Little about Wong, the face of Hong Kong’s democracy movement, can be described as ordinary: neither his Nobel Peace Prize nomination, nor his three stints in prison. Five years ago, his face was plastered on the cover of Time magazine; in 2017, he was the subject of a hit Netflix documentary, Joshua: Teenager vs Superpower. And he’s only 23.
We’re sitting inside a Cantonese teahouse in the narrow back streets near Hong Kong’s parliament, where he works for a pro-democracy lawmaker. It’s one of the most socially diverse parts of the city and has been at the heart of five months of unrest, which has turned into a battle for Hong Kong’s future. A few weekends earlier I covered clashes nearby as protesters threw Molotov cocktails at police, who fired back tear gas. Drunk expats looked on, as tourists rushed by dragging suitcases.

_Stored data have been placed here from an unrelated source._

#[cfg(test)]
mod tests {
    use super::*;
    use crate::testing::{MockTranscoder, RecordingStatusSink};
    use crate::transform::error::{ErrorKind, TranscoderError};
    use crate::transform::probe::ProbeInfo;
    use crate::transform::types::FileRef;
    use std::path::PathBuf;
    use tempfile::TempDir;

    struct Harness {
        dir: TempDir,
        transcoder: MockTranscoder,
        sink: Arc<RecordingStatusSink>,
    }

    impl Harness {
        fn new() -> Self {
            let dir = tempfile::tempdir().unwrap();
            std::fs::write(dir.path().join("ffmpeg"), b"").unwrap();
            std::fs::write(dir.path().join("ffprobe"), b"").unwrap();
            Self {
                dir,
                transcoder: MockTranscoder::new(),
                sink: Arc::new(RecordingStatusSink::new()),
            }
        }

        fn config(&self) -> TaskConfig {
            TaskConfig::with_command(self.dir.path().join("ffmpeg"))
                .with_option("video_codec", "h264")
                .with_option("custom", json!({ "preset": "fast" }))
        }

        fn stage(&self, config: TaskConfig) -> FfmpegTransform<MockTranscoder> {
            FfmpegTransform::new(
                config,
                Arc::new(self.transcoder.clone()),
                self.sink.clone(),
            )
        }

        fn pair(&self) -> FilePair {
            let input = self.dir.path().join("in.mov");
            std::fs::write(&input, b"movie").unwrap();
            FilePair::new(
                FileRef::from_path(input),
                FileRef::from_path(self.dir.path().join("out.mp4")),
            )
        }
    }

    fn probe_info(path: PathBuf) -> ProbeInfo {
        ProbeInfo {
            path,
            size_bytes: 4096,
            duration_secs: 12.0,
            format: "mov".to_string(),
            bitrate_kbps: None,
            video_codec: Some("prores".to_string()),
            width: Some(1920),
            height: Some(1080),
            frame_rate: Some(25.0),
            audio_codec: None,
            audio_sample_rate: None,
            audio_channels: None,
        }
    }

    #[tokio::test]
    async fn test_prepare_requires_command() {
        let harness = Harness::new();
        let mut stage = harness.stage(TaskConfig::default());
        let err = stage.prepare(&[]).await.unwrap_err();
        assert_eq!(err.kind(), ErrorKind::TransformMissingBinary);
        assert!(stage.binaries().is_none());
    }

    #[tokio::test]
    async fn test_prepare_rejects_multiple_inputs() {
        let harness = Harness::new();
        let mut stage = harness.stage(harness.config());
        let inputs = vec![FileRef::from_path("/a.mov"), FileRef::from_path("/b.mov")];

        let err = stage.prepare(&inputs).await.unwrap_err();
        assert_eq!(err.kind(), ErrorKind::SourceShouldBeUnique);
        assert!(matches!(
            err,
            TransformError::SourceShouldBeUnique { count: 2 }
        ));
    }

    #[tokio::test]
    async fn test_prepare_reports_binaries() {
        let harness = Harness::new();
        let mut stage = harness.stage(harness.config());
        stage.prepare(&[FileRef::from_path("/a.mov")]).await.unwrap();

        let binaries = stage.binaries().unwrap();
        assert_eq!(binaries.ffprobe, harness.dir.path().join("ffprobe"));
        assert_eq!(
            harness.sink.info(keys::FFPROBE_BINARY),
            Some(json!(harness.dir.path().join("ffprobe").to_string_lossy()))
        );
    }

    #[tokio::test]
    async fn test_process_before_prepare_fails() {
        let harness = Harness::new();
        let stage = harness.stage(harness.config());
        let err = stage.process(vec![harness.pair()]).await.unwrap_err();
        assert_eq!(err.kind(), ErrorKind::TransformMissingBinary);
    }

    #[tokio::test]
    async fn test_successful_transform_states_and_info() {
        let harness = Harness::new();
        let pair = harness.pair();
        harness
            .transcoder
            .set_probe_result(&pair.input.path, probe_info(pair.input.path.clone()))
            .await;
        harness.transcoder.set_progress_steps(vec![0.0, 0.5, 1.0]).await;

        let mut stage = harness.stage(harness.config());
        stage.prepare(&[pair.input.clone()]).await.unwrap();
        stage.process(vec![pair.clone()]).await.unwrap();

        assert_eq!(
            harness.sink.states(),
            vec!["idle", "probed", "options_built", "running", "succeeded"]
        );
        assert_eq!(harness.sink.info(keys::FFMPEG_SIZE), Some(json!(4096)));
        assert_eq!(
            harness.sink.info(keys::FFMPEG_RESOLUTION),
            Some(json!("1920x1080"))
        );
        assert_eq!(
            harness.sink.info(keys::TRANSCODER_OPTIONS),
            Some(json!({ "validate": false }))
        );
        assert_eq!(
            harness.sink.info(keys::FFMPEG_OPTIONS),
            Some(json!({
                "video_codec": "h264",
                "custom": ["-preset", "fast"],
                "threads": 2
            }))
        );
        assert_eq!(harness.sink.progress(), vec![0.0, 50.0, 100.0]);

        let requests = harness.transcoder.recorded_requests().await;
        assert_eq!(requests.len(), 1);
        let request = &requests[0];
        assert!(!request.mode.validate);
        assert_eq!(request.duration_secs, Some(12.0));
        assert_eq!(request.options.video_codec, Some("h264".into()));
        assert_eq!(request.options.custom, vec!["-preset", "fast"]);
        assert_eq!(request.options.threads, 2);
    }

    #[tokio::test]
    async fn test_missing_input_is_video_not_found() {
        let harness = Harness::new();
        let mut stage = harness.stage(harness.config());
        stage.prepare(&[]).await.unwrap();

        let pair = FilePair::new(
            FileRef::from_path(harness.dir.path().join("absent.mov")),
            FileRef::from_path(harness.dir.path().join("out.mp4")),
        );
        let err = stage.process(vec![pair]).await.unwrap_err();

        assert_eq!(err.kind(), ErrorKind::ErrorVideoNotFound);
        assert_eq!(harness.sink.states(), vec!["idle", "failed"]);
        assert!(harness.transcoder.recorded_requests().await.is_empty());
    }

    #[tokio::test]
    async fn test_probe_failure_is_logged_video_error() {
        let harness = Harness::new();
        let pair = harness.pair();
        harness
            .transcoder
            .set_probe_error(TranscoderError::probe_failed(
                "ffprobe exited with code: Some(1)",
                Some("moov atom not found".to_string()),
            ))
            .await;

        let mut stage = harness.stage(harness.config());
        stage.prepare(&[pair.input.clone()]).await.unwrap();
        let err = stage.process(vec![pair]).await.unwrap_err();

        assert_eq!(err.kind(), ErrorKind::ErrorVideoError);
        assert!(harness
            .sink
            .logs(LogLevel::Error)
            .iter()
            .any(|m| m.contains("moov atom not found")));
    }

    #[tokio::test]
    async fn test_transcode_failure_is_translated() {
        let harness = Harness::new();
        let pair = harness.pair();
        harness.transcoder.set_progress_steps(vec![0.25]).await;
        harness
            .transcoder
            .set_transcode_error(TranscoderError::process_failed(
                "ffmpeg exited with code: Some(1)",
                Some(1),
                Some("Conversion failed!".to_string()),
            ))
            .await;

        let mut stage = harness.stage(harness.config());
        stage.prepare(&[pair.input.clone()]).await.unwrap();
        let err = stage.process(vec![pair]).await.unwrap_err();

        assert_eq!(err.kind(), ErrorKind::TranscodeFailed);
        assert_eq!(
            harness.sink.states(),
            vec!["idle", "probed", "options_built", "running", "failed"]
        );
        assert_eq!(harness.sink.progress(), vec![25.0]);
        assert!(harness
            .sink
            .logs(LogLevel::Error)
            .iter()
            .any(|m| m.contains("[transcode_failed]") && m.contains("[in.mov] > [out.mp4]")));
    }

    #[tokio::test]
    async fn test_each_pair_gets_fresh_options() {
        let harness = Harness::new();
        let first = harness.pair();
        let second = first.clone();

        let mut stage = harness.stage(harness.config());
        stage.prepare(&[first.input.clone()]).await.unwrap();
        stage.process(vec![first, second]).await.unwrap();

        let requests = harness.transcoder.recorded_requests().await;
        assert_eq!(requests.len(), 2);
        assert!(requests
            .iter()
            .all(|r| r.options.video_codec == Some("h264".into())));
    }

    #[tokio::test]
    async fn test_stage_through_transform_trait() {
        let harness = Harness::new();
        let pair = harness.pair();
        let mut stage: Box<dyn Transform> = Box::new(harness.stage(harness.config()));

        assert_eq!(stage.name(), "ffmpeg");
        stage.prepare(&[pair.input.clone()]).await.unwrap();
        stage.process(vec![pair]).await.unwrap();
        assert_eq!(harness.transcoder.recorded_requests().await.len(), 1);
    }
}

The lunch crowd pours into the fast-food joint, milling around as staff set up collapsible tables on the pavement. Construction workers sit side-by-side with men sweating in suits, chopsticks in one hand, phones in the other. I scan the menu: instant noodles with fried egg and luncheon meat, deep fried pork chops, beef brisket with radish. Wong barely glances at it before selecting the hometown fried rice and milk tea, a Hong Kong speciality with British colonial roots, made with black tea and evaporated or condensed milk.

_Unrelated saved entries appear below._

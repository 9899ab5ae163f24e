use figment::{
    providers::{Env, Format, Toml},
    Figment,
};
use serde_json::Value;
use std::path::Path;

use super::{types::Config, ConfigError};
use crate::transform::AttributeBag;

/// Load configuration from file with environment variable overrides
///
/// Variables are prefixed with `TRANSFORM_` and nest with `__`, e.g.
/// `TRANSFORM_TASK__COMMAND=/usr/bin/ffmpeg`.
///
/// Tables under `task.options` keep the order they have in the file.
pub fn load_config(path: &Path) -> Result<Config, ConfigError> {
    if !path.exists() {
        return Err(ConfigError::FileNotFound(path.display().to_string()));
    }

    let content = std::fs::read_to_string(path)
        .map_err(|e| ConfigError::ParseError(format!("{}: {}", path.display(), e)))?;

    let mut config: Config = Figment::new()
        .merge(Toml::string(&content))
        .merge(Env::prefixed("TRANSFORM_").split("__"))
        .extract()
        .map_err(|e| ConfigError::ParseError(e.to_string()))?;

    // figment sorts table keys; restore the order written in the file.
    let file_order = load_config_from_str(&content)?.task.options;
    let options = std::mem::take(&mut config.task.options);
    config.task.options = ordered_like(options, &file_order);

    Ok(config)
}

/// Reorders `bag` to follow the key order of `reference`, recursing into
/// nested tables. Keys missing from `reference` (env overrides) go last.
fn ordered_like(mut bag: AttributeBag, reference: &AttributeBag) -> AttributeBag {
    let mut ordered = AttributeBag::new();

    for (key, reference_value) in reference {
        let Some(value) = bag.remove(key) else {
            continue;
        };
        let value = match (value, reference_value) {
            (Value::Object(table), Value::Object(reference_table)) => {
                Value::Object(ordered_like(table, reference_table))
            }
            (value, _) => value,
        };
        ordered.insert(key.clone(), value);
    }

    ordered.extend(bag);
    ordered
}

/// Load defaults with only environment variable overrides applied
pub fn load_config_from_env() -> Result<Config, ConfigError> {
    Figment::new()
        .merge(Env::prefixed("TRANSFORM_").split("__"))
        .extract()
        .map_err(|e| ConfigError::ParseError(e.to_string()))
}

/// Load configuration from TOML string (useful for testing)
pub fn load_config_from_str(toml_str: &str) -> Result<Config, ConfigError> {
    toml::from_str(toml_str).map_err(|e| ConfigError::ParseError(e.to_string()))
}
//! Prometheus metrics for the transform stage.

use once_cell::sync::Lazy;
use prometheus::{Histogram, HistogramOpts, IntCounterVec, Opts, Registry};

/// Transform runs by result.
pub static TRANSFORM_RUNS: Lazy<IntCounterVec> = Lazy::new(|| {
    IntCounterVec::new(
        Opts::new("transform_runs_total", "Total file pair transforms"),
        &["result"], // "success", "failed"
    )
    .unwrap()
});

/// Failures by error kind.
pub static TRANSFORM_FAILURES: Lazy<IntCounterVec> = Lazy::new(|| {
    IntCounterVec::new(
        Opts::new("transform_failures_total", "Total transform failures"),
        &["kind"],
    )
    .unwrap()
});

/// Transform duration in seconds, probe included.
pub static TRANSFORM_DURATION: Lazy<Histogram> = Lazy::new(|| {
    Histogram::with_opts(
        HistogramOpts::new(
            "transform_duration_seconds",
            "Duration of file pair transforms",
        )
        .buckets(vec![
            1.0, 5.0, 10.0, 30.0, 60.0, 120.0, 300.0, 600.0, 1800.0, 3600.0,
        ]),
    )
    .unwrap()
});

/// Registers all metrics with `registry`.
pub fn register_metrics(registry: &Registry) -> prometheus::Result<()> {
    registry.register(Box::new(TRANSFORM_RUNS.clone()))?;
    registry.register(Box::new(TRANSFORM_FAILURES.clone()))?;
    registry.register(Box::new(TRANSFORM_DURATION.clone()))?;
    Ok(())
}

“I always order this,” he beams, “I love this place, it’s the only Cantonese teahouse in the area that does cheap, high-quality milk tea.” I take my cue and settle for the veggie and egg fried rice and a lemon iced tea as the man sitting on the next table reaches over to shake Wong’s hand. Another pats him on the shoulder as he brushes by to pay the bill.

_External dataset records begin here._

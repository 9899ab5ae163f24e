//! Configuration for the FFmpeg backend.

use serde::{Deserialize, Serialize};

/// Configuration for the FFmpeg-based transcoder.
#[derive(Debug, Clone, PartialEq, Serialize, Deserialize)]
pub struct TranscoderConfig {
    /// FFmpeg log level (quiet, panic, fatal, error, warning, info, verbose, debug, trace).
    #[serde(default = "default_log_level")]
    pub ffmpeg_log_level: String,

    /// Additional global ffmpeg arguments, placed before the input.
    #[serde(default)]
    pub extra_ffmpeg_args: Vec<String>,
}

/// Log levels ffmpeg accepts for `-loglevel`.
pub const FFMPEG_LOG_LEVELS: [&str; 9] = [
    "quiet", "panic", "fatal", "error", "warning", "info", "verbose", "debug", "trace",
];

fn default_log_level() -> String {
    "error".to_string()
}

impl Default for TranscoderConfig {
    fn default() -> Self {
        Self {
            ffmpeg_log_level: default_log_level(),
            extra_ffmpeg_args: Vec::new(),
        }
    }
}

impl TranscoderConfig {
    /// Sets the ffmpeg log level.
    pub fn with_log_level(mut self, level: impl Into<String>) -> Self {
        self.ffmpeg_log_level = level.into();
        self
    }

    /// Appends global arguments.
    pub fn with_extra_args<I, S>(mut self, args: I) -> Self
    where
        I: IntoIterator<Item = S>,
        S: Into<String>,
    {
        self.extra_ffmpeg_args.extend(args.into_iter().map(Into::into));
        self
    }
}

Wong has been a recognisable face in this city since he was 14, when he fought against a proposal from the Hong Kong government to introduce a national education curriculum that would teach that Chinese Communist party rule was “superior” to western-style democracy. The government eventually backed down after more than 100,000 people took to the streets. Two years later, Wong rose to global prominence when he became the poster boy for the Umbrella Movement, in which tens of thousands of students occupied central Hong Kong for 79 days to demand genuine universal suffrage.
That movement ended in failure. Many of its leaders were sent to jail, among them Wong. But the seeds of activism were planted in the generation of Hong Kongers who are now back on the streets, fighting for democracy against the world’s most powerful authoritarian state. The latest turmoil was sparked by a controversial extradition bill but has evolved into demands for true suffrage and a showdown with Beijing over the future of Hong Kong. The unrest in the former British colony, which was handed over to China in 1997, represents the biggest uprising on Chinese soil since the 1989 pro-democracy movement in Beijing. Its climax, of course, was the Tiananmen Square massacre, when hundreds, perhaps thousands, of people were killed.
“We learnt a lot of lessons from the Umbrella Movement: how to deal with conflict between the more moderate and progressive camps, how to be more organic, how to be less hesitant,” says Wong. “Five years ago the pro-democracy camp was far more cautious about seeking international support because they were afraid of pissing off Beijing.”
Wong doesn’t appear to be afraid of irking China. Over the past few months, he has lobbied on behalf of the Hong Kong protesters to governments around the world. In the US, he testified before Congress and urged lawmakers to pass an act in support of the Hong Kong protesters — subsequently approved by the House of Representatives with strong bipartisan support. In Germany, he made headlines when he suggested two baby pandas in the Berlin Zoo be named “Democracy” and “Freedom.” He has been previously barred from entering Malaysia and Thailand due to pressure from Beijing, and a Singaporean social worker was recently convicted and fined for organising an event at which Wong spoke via Skype.
The food arrives almost immediately. I struggle to tell our orders apart. Two mouthfuls into my egg and cabbage fried rice, I regret not ordering the instant noodles with luncheon meat.
In August, a Hong Kong newspaper controlled by the Chinese Communist party published a photo of Julie Eadeh, an American diplomat, meeting pro-democracy student leaders including Wong. The headline accused “foreign forces” of igniting a revolution in Hong Kong. “Beijing says I was trained by the CIA and the US marines and I am a CIA agent. [I find it] quite boring because they have made up these kinds of rumours for seven years [now],” he says, ignoring his incessantly pinging phone.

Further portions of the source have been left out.